Status Quo Side: Portugal
Non-Status Quo Side: Indigenous rebel groups
Conflict Type: Colonial
Issues in Dispute: Independence
Maps: [UTexas Angola maps]
The indigenous African population far outnumbered the colonial elite but was excluded from the electorate and subjected both to Christian proselytizing and repressive labor policy.
Anti-colonial sentiment spreading throughout Africa was reflected in mounting opposition in Angola (and Portugal) to Portuguese dictator Antonio de Oliveira Salazar. The Portuguese expanded their military presence as their policies toward their African colonies attracted international attention and UN disapproval. The first of three competing indigenous nationalist forces, the MPLA (Popular Movement for the Liberation of Angola), mobilized in 1956 under Dr. Antonio Agostinho Neto.
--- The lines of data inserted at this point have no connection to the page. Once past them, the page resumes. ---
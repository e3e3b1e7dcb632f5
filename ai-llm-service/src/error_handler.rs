//! Unified error handling for `ai-llm-service`.
//!
//! This module exposes a single top-level error type [`AiLlmError`] for the whole
//! library, and groups domain-specific errors in nested enums (e.g., [`ConfigError`],
//! [`ProviderError`], [`HealthError`]). Small helpers for reading/validating
//! environment variables are provided and return the unified [`Result<T>`] alias.
//!
//! All messages include the suffix `[AI LLM Service]` to simplify attribution in logs.

use reqwest::StatusCode;
use std::fmt;
use std::time::Duration;
use thiserror::Error;

use crate::config::llm_provider::LlmProvider;

/* ------------------------------------------------------------------------- */
/* Public result alias                                                       */
/* ------------------------------------------------------------------------- */

/// Unified result alias for the entire crate.
pub type Result<T> = std::result::Result<T, AiLlmError>;

/// Max characters of an upstream body kept in error messages.
const SNIPPET_CHARS: usize = 240;

/* ------------------------------------------------------------------------- */
/* Top-level error                                                           */
/* ------------------------------------------------------------------------- */

/// Top-level error for the `ai-llm-service` crate.
#[non_exhaustive]
#[derive(Debug, Error)]
pub enum AiLlmError {
    /// Configuration/validation errors (startup/readiness).
    #[error(transparent)]
    Config(#[from] ConfigError),

    /// Provider protocol errors (bad status, undecodable payload, ...).
    #[error(transparent)]
    Provider(#[from] ProviderError),

    /// Health-check/connectivity/decoding errors.
    #[error(transparent)]
    Health(#[from] HealthError),

    /// Underlying HTTP transport error (e.g., `reqwest::Error`).
    #[error("[AI LLM Service] transport error: {0}")]
    HttpTransport(reqwest::Error),

    /// Operation exceeded the configured timeout.
    #[error("[AI LLM Service] operation timed out after {0:?}")]
    Timeout(Duration),
}

impl AiLlmError {
    /// `true` if the failure is a deadline rather than a transport/protocol problem.
    pub fn is_timeout(&self) -> bool {
        match self {
            AiLlmError::Timeout(_) => true,
            AiLlmError::HttpTransport(e) => e.is_timeout(),
            _ => false,
        }
    }
}

impl From<reqwest::Error> for AiLlmError {
    fn from(e: reqwest::Error) -> Self {
        AiLlmError::HttpTransport(e)
    }
}

/* ------------------------------------------------------------------------- */
/* Config errors                                                             */
/* ------------------------------------------------------------------------- */

/// Error enum for environment/config-driven setup.
#[non_exhaustive]
#[derive(Debug, Error)]
pub enum ConfigError {
    /// Required environment variable is missing or empty.
    #[error("[AI LLM Service] missing required environment variable: {0}")]
    MissingVar(&'static str),

    /// A number failed to parse (like ports, limits, timeouts).
    #[error("[AI LLM Service] invalid number in {var}: {reason}")]
    InvalidNumber {
        /// Variable name (e.g., `LLM_MAX_TOKENS`, `OLLAMA_PORT`).
        var: &'static str,
        /// Human-readable reason (e.g., `expected u32`).
        reason: &'static str,
    },

    /// Unsupported provider in `LLM_KIND`.
    #[error("[AI LLM Service] unsupported provider: {0}")]
    UnsupportedProvider(String),

    /// Value had the wrong format (e.g., invalid URL).
    #[error("[AI LLM Service] invalid format in {var}: {reason}")]
    InvalidFormat {
        /// Variable or field name.
        var: &'static str,
        /// Explanation (e.g., `must start with http:// or https://`).
        reason: &'static str,
    },

    /// A numeric field was outside of the allowed range.
    #[error("[AI LLM Service] {field} is out of range: {detail}")]
    OutOfRange {
        /// Field name (e.g., `temperature`).
        field: &'static str,
        /// Description of the expected range.
        detail: &'static str,
    },

    /// Model name was empty or invalid.
    #[error("[AI LLM Service] model name must not be empty")]
    EmptyModel,
}

/* ------------------------------------------------------------------------- */
/* Provider errors                                                           */
/* ------------------------------------------------------------------------- */

/// Non-success HTTP answer captured for diagnostics.
#[derive(Debug)]
pub struct HttpError {
    /// Numeric HTTP status code.
    pub status: StatusCode,
    /// Request URL (without credentials).
    pub url: String,
    /// Short snippet of the response body (trimmed).
    pub snippet: String,
}

impl fmt::Display for HttpError {
    fn fmt(&self, f: &mut fmt::Formatter<'_>) -> fmt::Result {
        write!(f, "HTTP {} from {}: {}", self.status, self.url, self.snippet)
    }
}

/// What went wrong inside a provider client.
#[derive(Debug)]
pub enum ProviderErrorKind {
    /// The config targets a different provider than the client.
    InvalidProvider,
    /// The provider needs an API key and none was configured.
    MissingApiKey,
    /// Endpoint is empty or lacks an http/https scheme.
    InvalidEndpoint(String),
    /// Upstream returned a non-successful status.
    HttpStatus(HttpError),
    /// Payload could not be decoded into the expected shape.
    Decode(String),
    /// Upstream answered successfully but without any generated text.
    EmptyChoices,
}

/// Provider-scoped error.
#[derive(Debug, Error)]
#[error("[AI LLM Service] {provider} provider error: {kind}")]
pub struct ProviderError {
    /// Provider that produced the error.
    pub provider: LlmProvider,
    /// Concrete failure.
    pub kind: ProviderErrorKind,
}

impl ProviderError {
    /// Creates a provider error.
    pub fn new(provider: LlmProvider, kind: ProviderErrorKind) -> Self {
        Self { provider, kind }
    }
}

impl fmt::Display for ProviderErrorKind {
    fn fmt(&self, f: &mut fmt::Formatter<'_>) -> fmt::Result {
        match self {
            ProviderErrorKind::InvalidProvider => f.write_str("config targets another provider"),
            ProviderErrorKind::MissingApiKey => f.write_str("missing API key"),
            ProviderErrorKind::InvalidEndpoint(e) => write!(f, "invalid endpoint: {e}"),
            ProviderErrorKind::HttpStatus(h) => write!(f, "{h}"),
            ProviderErrorKind::Decode(msg) => write!(f, "decode error: {msg}"),
            ProviderErrorKind::EmptyChoices => f.write_str("response contained no generated text"),
        }
    }
}

/* ------------------------------------------------------------------------- */
/* Health errors                                                             */
/* ------------------------------------------------------------------------- */

/// Error enum for provider health checks.
#[non_exhaustive]
#[derive(Debug, Error)]
pub enum HealthError {
    /// Upstream returned a non-successful HTTP status.
    #[error("[AI LLM Service] health probe failed: {0}")]
    HttpStatus(HttpError),

    /// Response payload could not be decoded as expected.
    #[error("[AI LLM Service] decode error: {0}")]
    Decode(String),
}

/* ------------------------------------------------------------------------- */
/* Snippets                                                                  */
/* ------------------------------------------------------------------------- */

/// Trims an upstream body to a short single-line snippet for logs/errors.
pub fn make_snippet(body: &str) -> String {
    body.trim()
        .chars()
        .take(SNIPPET_CHARS)
        .map(|c| if c == '\n' || c == '\r' { ' ' } else { c })
        .collect()
}

/* ------------------------------------------------------------------------- */
/* Env helpers (return unified `Result<T>`)                                  */
/* ------------------------------------------------------------------------- */

/// Fetches a required, non-empty environment variable.
///
/// # Errors
/// Returns [`AiLlmError::Config`] with [`ConfigError::MissingVar`] if the
/// variable is absent or empty.
pub fn must_env(name: &'static str) -> Result<String> {
    match std::env::var(name) {
        Ok(v) if !v.trim().is_empty() => Ok(v),
        _ => Err(ConfigError::MissingVar(name).into()),
    }
}

/// Reads an optional, non-empty environment variable.
pub fn env_opt(name: &str) -> Option<String> {
    std::env::var(name).ok().filter(|v| !v.trim().is_empty())
}

/// Parses an optional `u32` from env (`Ok(None)` if unset/empty).
///
/// # Errors
/// Returns [`ConfigError::InvalidNumber`] if the variable is set but not a valid `u32`.
pub fn env_opt_u32(name: &'static str) -> Result<Option<u32>> {
    match env_opt(name) {
        Some(v) => v.trim().parse::<u32>().map(Some).map_err(|_| {
            AiLlmError::from(ConfigError::InvalidNumber {
                var: name,
                reason: "expected u32",
            })
        }),
        None => Ok(None),
    }
}

/// Parses an optional `u64` from env (`Ok(None)` if unset/empty).
///
/// # Errors
/// Returns [`ConfigError::InvalidNumber`] if the variable is set but not a valid `u64`.
pub fn env_opt_u64(name: &'static str) -> Result<Option<u64>> {
    match env_opt(name) {
        Some(v) => v.trim().parse::<u64>().map(Some).map_err(|_| {
            AiLlmError::from(ConfigError::InvalidNumber {
                var: name,
                reason: "expected u64",
            })
        }),
        None => Ok(None),
    }
}

/* ------------------------------------------------------------------------- */
/* Validation helpers (return unified `Result<T>`)                           */
/* ------------------------------------------------------------------------- */

/// Validates that an HTTP endpoint starts with `http://` or `https://`.
///
/// # Errors
/// Returns [`ConfigError::InvalidFormat`] when the string does not start
/// with a valid HTTP scheme.
pub fn validate_http_endpoint(var: &'static str, value: &str) -> Result<()> {
    if value.starts_with("http://") || value.starts_with("https://") {
        Ok(())
    } else {
        Err(ConfigError::InvalidFormat {
            var,
            reason: "must start with http:// or https://",
        }
        .into())
    }
}

/// Validates that a floating-point value lies within an inclusive range.
///
/// # Errors
/// Returns [`ConfigError::OutOfRange`] if `value` is outside `[min, max]`.
pub fn validate_range_f32(field: &'static str, value: f32, min: f32, max: f32) -> Result<()> {
    if value.is_finite() && value >= min && value <= max {
        Ok(())
    } else {
        Err(ConfigError::OutOfRange {
            field,
            detail: "expected value in inclusive range",
        }
        .into())
    }
}

#[cfg(test)]
mod tests {
    use super::*;

    #[test]
    fn snippet_is_single_line_and_bounded() {
        let body = format!("  line one\nline two{}", "x".repeat(500));
        let s = make_snippet(&body);
        assert!(!s.contains('\n'));
        assert_eq!(s.chars().count(), SNIPPET_CHARS);
        assert!(s.starts_with("line one line two"));
    }

    #[test]
    fn endpoint_scheme_is_checked() {
        assert!(validate_http_endpoint("X", "https://api.example.com").is_ok());
        assert!(validate_http_endpoint("X", "ftp://api.example.com").is_err());
    }

    #[test]
    fn provider_error_message_names_provider() {
        let err = ProviderError::new(LlmProvider::Gemini, ProviderErrorKind::EmptyChoices);
        assert_eq!(
            err.to_string(),
            "[AI LLM Service] gemini provider error: response contained no generated text"
        );
    }

    #[test]
    fn timeout_is_detected() {
        assert!(AiLlmError::Timeout(Duration::from_secs(1)).is_timeout());
        assert!(!AiLlmError::from(ConfigError::EmptyModel).is_timeout());
    }
}
//! Health probes for the configured LLM backend.
//!
//! - Ollama: `GET {endpoint}/api/tags` (best-effort model existence check)
//! - OpenAI: `GET {endpoint}/v1/models` with Bearer auth (best-effort model existence check)
//! - Gemini: `GET {endpoint}/v1beta/models/{model}` with the API key header
//!
//! The returned [`HealthStatus`] is JSON-serializable and suitable for a `/health` endpoint.
//! [`HealthService::check`] is resilient and never fails (errors mapped to `ok=false`).

use std::time::{Duration, Instant};

use reqwest::header;
use serde::{Deserialize, Serialize};
use tracing::{debug, info, warn};

use crate::config::llm_model_config::LlmModelConfig;
use crate::config::llm_provider::LlmProvider;
use crate::error_handler::{AiLlmError, HealthError, HttpError, make_snippet};
use crate::services::gemini_service::API_KEY_HEADER;

/// A serializable health snapshot for a single provider/config.
#[derive(Debug, Clone, Serialize, Deserialize, PartialEq)]
pub struct HealthStatus {
    /// Backend/provider (e.g., "ollama", "gemini").
    pub provider: String,
    /// Target endpoint base URL.
    pub endpoint: String,
    /// Model identifier relevant to the probe.
    pub model: String,
    /// Overall health flag.
    pub ok: bool,
    /// Measured HTTP latency in milliseconds for the main probe.
    pub latency_ms: u128,
    /// Short human-readable message with details.
    pub message: String,
}

impl HealthStatus {
    fn new(cfg: &LlmModelConfig, ok: bool, latency_ms: u128, message: impl Into<String>) -> Self {
        Self {
            provider: cfg.provider.to_string(),
            endpoint: cfg.endpoint.clone(),
            model: cfg.model.clone(),
            ok,
            latency_ms,
            message: message.into(),
        }
    }
}

/// Health checker that reuses a single HTTP client.
#[derive(Debug)]
pub struct HealthService {
    client: reqwest::Client,
}

impl HealthService {
    /// Creates a new health service with an optional client timeout (seconds, default 10).
    ///
    /// # Errors
    /// Returns [`AiLlmError::HttpTransport`] if the HTTP client cannot be built.
    pub fn new(timeout_secs: Option<u64>) -> Result<Self, AiLlmError> {
        let timeout = Duration::from_secs(timeout_secs.unwrap_or(10));
        let client = reqwest::Client::builder().timeout(timeout).build()?;

        info!(
            default_timeout_secs = timeout.as_secs(),
            "HealthService initialized"
        );

        Ok(Self { client })
    }

    /// Checks health for a single LLM config, routing to the provider-specific probe.
    ///
    /// Never returns an error; any failure becomes `HealthStatus { ok: false, .. }`.
    pub async fn check(&self, cfg: &LlmModelConfig) -> HealthStatus {
        let start = Instant::now();
        let result = match cfg.provider {
            LlmProvider::Ollama => self.probe_ollama(cfg).await,
            LlmProvider::OpenAI => self.probe_openai(cfg).await,
            LlmProvider::Gemini => self.probe_gemini(cfg).await,
        };
        let latency = start.elapsed().as_millis();

        match result {
            Ok((ok, message)) => {
                info!(
                    provider = %cfg.provider,
                    model = %cfg.model,
                    ok,
                    latency_ms = latency,
                    "health probe completed"
                );
                HealthStatus::new(cfg, ok, latency, message)
            }
            Err(err) => {
                warn!(
                    provider = %cfg.provider,
                    model = %cfg.model,
                    latency_ms = latency,
                    error = %err,
                    "health probe failed"
                );
                HealthStatus::new(cfg, false, latency, err.to_string())
            }
        }
    }

    /// Sends the probe request and turns non-2xx answers into [`HealthError`].
    async fn get(
        &self,
        url: &str,
        cfg: &LlmModelConfig,
        auth: Option<(header::HeaderName, header::HeaderValue)>,
    ) -> Result<reqwest::Response, AiLlmError> {
        debug!(provider = %cfg.provider, "GET {}", url);
        let mut req = self.client.get(url);
        if let Some((name, value)) = auth {
            req = req.header(name, value);
        }
        let resp = req.send().await?;
        if !resp.status().is_success() {
            let status = resp.status();
            let text = resp.text().await.unwrap_or_default();
            return Err(HealthError::HttpStatus(HttpError {
                status,
                url: url.to_string(),
                snippet: make_snippet(&text),
            })
            .into());
        }
        Ok(resp)
    }

    async fn probe_ollama(&self, cfg: &LlmModelConfig) -> Result<(bool, String), AiLlmError> {
        #[derive(Deserialize)]
        struct Tag {
            name: String,
        }
        #[derive(Deserialize)]
        struct Tags {
            models: Option<Vec<Tag>>,
        }

        let url = format!("{}/api/tags", cfg.base_url());
        let resp = self.get(&url, cfg, None).await?;
        let tags: Tags = resp
            .json()
            .await
            .map_err(|e| HealthError::Decode(format!("/api/tags: {e}")))?;

        Ok(match tags.models {
            Some(models) if models.iter().any(|m| m.name == cfg.model) => {
                (true, "Ollama is healthy; model is available".into())
            }
            Some(_) => (false, "Ollama is up, but model not found in /api/tags".into()),
            None => (true, "Ollama is healthy; tags response without `models` field".into()),
        })
    }

    async fn probe_openai(&self, cfg: &LlmModelConfig) -> Result<(bool, String), AiLlmError> {
        #[derive(Deserialize)]
        struct ModelItem {
            id: String,
        }
        #[derive(Deserialize)]
        struct Models {
            data: Vec<ModelItem>,
        }

        let api_key = cfg
            .api_key
            .as_deref()
            .ok_or_else(|| HealthError::Decode("missing OpenAI API key".into()))?;
        let auth = header::HeaderValue::from_str(&format!("Bearer {api_key}"))
            .map_err(|e| HealthError::Decode(format!("invalid API key header: {e}")))?;

        let url = format!("{}/v1/models", cfg.base_url());
        let resp = self
            .get(&url, cfg, Some((header::AUTHORIZATION, auth)))
            .await?;
        let models: Models = resp
            .json()
            .await
            .map_err(|e| HealthError::Decode(format!("/v1/models: {e}")))?;

        Ok(if models.data.iter().any(|m| m.id == cfg.model) {
            (true, "OpenAI is healthy; model is available".into())
        } else {
            (false, "OpenAI is up, but model not found in /v1/models".into())
        })
    }

    async fn probe_gemini(&self, cfg: &LlmModelConfig) -> Result<(bool, String), AiLlmError> {
        let api_key = cfg
            .api_key
            .as_deref()
            .ok_or_else(|| HealthError::Decode("missing Gemini API key".into()))?;
        let mut key = header::HeaderValue::from_str(api_key)
            .map_err(|e| HealthError::Decode(format!("invalid API key header: {e}")))?;
        key.set_sensitive(true);

        let url = format!("{}/v1beta/models/{}", cfg.base_url(), cfg.model);
        self.get(
            &url,
            cfg,
            Some((header::HeaderName::from_static(API_KEY_HEADER), key)),
        )
        .await?;

        Ok((true, "Gemini is healthy; model is available".into()))
    }
}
Riots occurred in the capital, Luanda, followed by a series of violent upheavals in which two other exile groups took part: the FNLA (Front for the Liberation of Angola) under Holden Roberto, and UNITA (National Union for the Total Independence of Angola) under Dr. Jonas Savimbi. The dissidents, hampered by competition between them, were no match for an efficient and ruthless regime. The UN proved powerless, given the unwillingness of Portugal's NATO allies --the US and the UK -- to bring pressure. Some major legal and social reforms accompanied the repression.
Sporadic clashes continued to occur between supporters of the three exile groups. A military coup in Portugal in April 1974 led to dissolution of the empire. Fighting between rival nationalist groups resulted in Portugal granting independence to the Angolan people rather than any organization.
The MPLA declared itself the government of Angola. [see ACW]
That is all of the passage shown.